Archive for the Casseroles Category

Chicken Loaf

Posted in Casseroles, Chicken, Cooking, Recipe on September 1, 2008 by Kait Nolan

It’s kind of an uninspiring title isn’t it?  This dish is an adaptation of my college friend Lauren’s mom’s casserole (yes, called Chicken Loaf), which was always a huge favorite when we went home on weekends.  I suppose it’s supposed to be a chicken version of meat loaf?  It’s a fantastic dish for all those “well what can I do with that?” ingredients.  For example, my mother gave me 4 cans of chicken.  Canned chicken is not a staple in our house, and other than a quick chicken salad, there’s not much else I’ve ever done with it.  But we needed a quick prep dinner that could cook unattended tonight while we raced the sun to finish mowing the lawn (didn’t make it) before dark.  As I also had leftover brown rice, homemade chicken stock,  and a huge bag of homemade breadcrumbs in the pantry, this was a perfect fit. It can also be made ahead of time and frozen.

Ingredients:

  • 2 cups cooked, diced chicken (I used 2 cans of chicken for this recipe, though this is fantastic with leftover rotisserie or roast chicken)
  • 2 cups fresh breadcrumbs
  • 1 cup cooked brown rice
  • 3 cups broth (reserve 1 for gravy)
  • 1 can cream of mushroom soup (1/2 is intended for gravy, but I missed the small print on the post it note where I had the recipe written and used the whole thing–it didn’t hurt a thing, except that I added another half cup of breadcrumbs)
  • 3 eggs well-beaten

Directions:

  1. Preheat oven to 350
  2. Beat eggs and mix with all wet ingredients.
  3. Add chicken and rice.  Mix well
  4. Add breadcrumbs.  Mix well.  It will be kind of soupy.
  5. Pour into a 2 quart casserole dish or 9×13 pan for 45-50 minutes.

Variations:

In the past I have added some other veggies to this casserole, primarily diced crimini mushrooms, but you could take a sort of tuna casserole approach and add diced celery, peas, carrots, and/or scallions if you wanted to get your veggies in one dish.  I tend to prefer this as is, with a side veggie like green beans.  You might also add 1/2 cup of low fat sour cream for a richer flavor.

Shepherd’s Pie

Posted in Beef, Casseroles, Cooking, Recipe on June 28, 2008 by Kait Nolan

Shepherd\'s Pie

This is another one of those dishes that’s great to make ahead and freeze.
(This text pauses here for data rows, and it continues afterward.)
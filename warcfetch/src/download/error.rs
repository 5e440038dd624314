//! Error types for file transfer and run orchestration.

use std::io;
use std::path::PathBuf;

use thiserror::Error;

use crate::api::FetchError;

use super::report::RunReport;

/// How the coordinator should react to a transfer error.
#[derive(Debug, Clone, Copy, PartialEq, Eq)]
pub enum FailureClass {
    /// Worth retrying with backoff (network/disk hiccup, stall).
    Transient,
    /// Retried at most once more; a second mismatch is terminal.
    Mismatch,
    /// Failed immediately (auth, not-found, unsupported algorithm).
    Fatal,
    /// The run was cancelled; not an error of the file itself.
    Cancelled,
}

/// Errors from transferring a single file.
///
/// Contained to the file's task: they land in the run report rather than
/// aborting the run.
#[derive(Debug, Error)]
pub enum TransferError {
    /// Network-level failure mid-transfer. The temp file is preserved so a
    /// retry can resume.
    #[error("transfer interrupted for {url}: {reason}")]
    Transient { url: String, reason: String },

    /// No bytes arrived within the stall window.
    #[error("transfer of {url} stalled for {stalled_secs}s")]
    Stalled { url: String, stalled_secs: u64 },

    /// Disk-level failure while writing or reading local files.
    #[error("I/O error at {path}: {source}")]
    Io {
        path: PathBuf,
        #[source]
        source: io::Error,
    },

    /// The computed digest did not match the descriptor's declaration.
    /// The temp file has been discarded: a corrupted stream must not be
    /// resumed.
    #[error("checksum mismatch for {filename} ({algorithm}): expected {expected}, got {actual}")]
    ChecksumMismatch {
        filename: String,
        algorithm: String,
        expected: String,
        actual: String,
    },

    /// Every location refused the request with a non-retryable status.
    #[error("download denied for {url} (HTTP {status})")]
    Denied { url: String, status: u16 },

    /// The descriptor declares no checksum algorithm we can compute.
    #[error("no supported checksum algorithm for {filename} (declared: {declared:?})")]
    UnsupportedChecksum {
        filename: String,
        declared: Vec<String>,
    },

    /// The descriptor cannot be downloaded as given.
    #[error("invalid descriptor {filename}: {reason}")]
    InvalidDescriptor { filename: String, reason: String },

    /// The run's cancellation token fired mid-transfer.
    #[error("transfer cancelled")]
    Cancelled,
}

impl TransferError {
    /// Classify the error for retry handling.
    pub fn class(&self) -> FailureClass {
        match self {
            Self::Transient { .. } | Self::Stalled { .. } | Self::Io { .. } => {
                FailureClass::Transient
            }
            Self::ChecksumMismatch { .. } => FailureClass::Mismatch,
            Self::Denied { .. }
            | Self::UnsupportedChecksum { .. }
            | Self::InvalidDescriptor { .. } => FailureClass::Fatal,
            Self::Cancelled => FailureClass::Cancelled,
        }
    }
}

/// Errors that abort an entire run.
#[derive(Debug, Error)]
pub enum RunError {
    /// Page enumeration failed after transient retries. Skipping the bad
    /// page could hide an unbounded number of files, so the run stops;
    /// the report covers what finished before the abort.
    #[error("enumeration aborted: {source}")]
    Enumeration {
        #[source]
        source: FetchError,
        partial: RunReport,
    },

    /// The destination directory could not be prepared.
    #[error("cannot use destination {path}: {source}")]
    Destination {
        path: PathBuf,
        #[source]
        source: io::Error,
    },
}

#[cfg(test)]
mod tests {
    use super::*;

    #[test]
    fn test_classification() {
        let err = TransferError::Transient {
            url: "http://example.com/a".to_string(),
            reason: "connection reset".to_string(),
        };
        assert_eq!(err.class(), FailureClass::Transient);

        let err = TransferError::ChecksumMismatch {
            filename: "a.warc.gz".to_string(),
            algorithm: "sha1".to_string(),
            expected: "aa".to_string(),
            actual: "bb".to_string(),
        };
        assert_eq!(err.class(), FailureClass::Mismatch);

        let err = TransferError::Denied {
            url: "http://example.com/a".to_string(),
            status: 404,
        };
        assert_eq!(err.class(), FailureClass::Fatal);

        assert_eq!(TransferError::Cancelled.class(), FailureClass::Cancelled);
    }

    #[test]
    fn test_stall_is_transient() {
        let err = TransferError::Stalled {
            url: "http://example.com/a".to_string(),
            stalled_secs: 60,
        };
        assert_eq!(err.class(), FailureClass::Transient);
    }
}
I’m doing a bunch of cooking this weekend to try to make next week easier on me (as work is going to be insane).
Ingredients:

  • 1 lb lean ground beef
  • 1 large onion, diced
  • 3 ribs of celery, diced
  • 1 medium zucchini, grated or diced
  • 1-2 carrots, peeled and diced (or 1/2 to 3/4 cup of frozen crinkle cut carrots)
  • 2-3 cloves of garlic, minced
  • 1 can of 98% fat free cream of mushroom soup
  • 3 wedges of Laughing Cow garlic and herb cheese
  • 1/2 cup petite English peas
  • 1 cup chopped portobello mushrooms
  • 1/2 tsp paprika
  • 2 tsp dried parsley
  • ground pepper and salt to taste
  • the kitchen sink (not really but any other veggies you like really)

Directions:

  1. Brown and drain ground beef.
  2. Using either the leftover drippings from the beef or olive oil, sautee the vegetables (except the peas and mushrooms) along with all spices until onion is slightly translucent.
  3. In a large bowl, add mushroom soup, mushrooms, peas, and 3 wedges of Laughing Cow or other garlic and herb cheese spread. Mix well.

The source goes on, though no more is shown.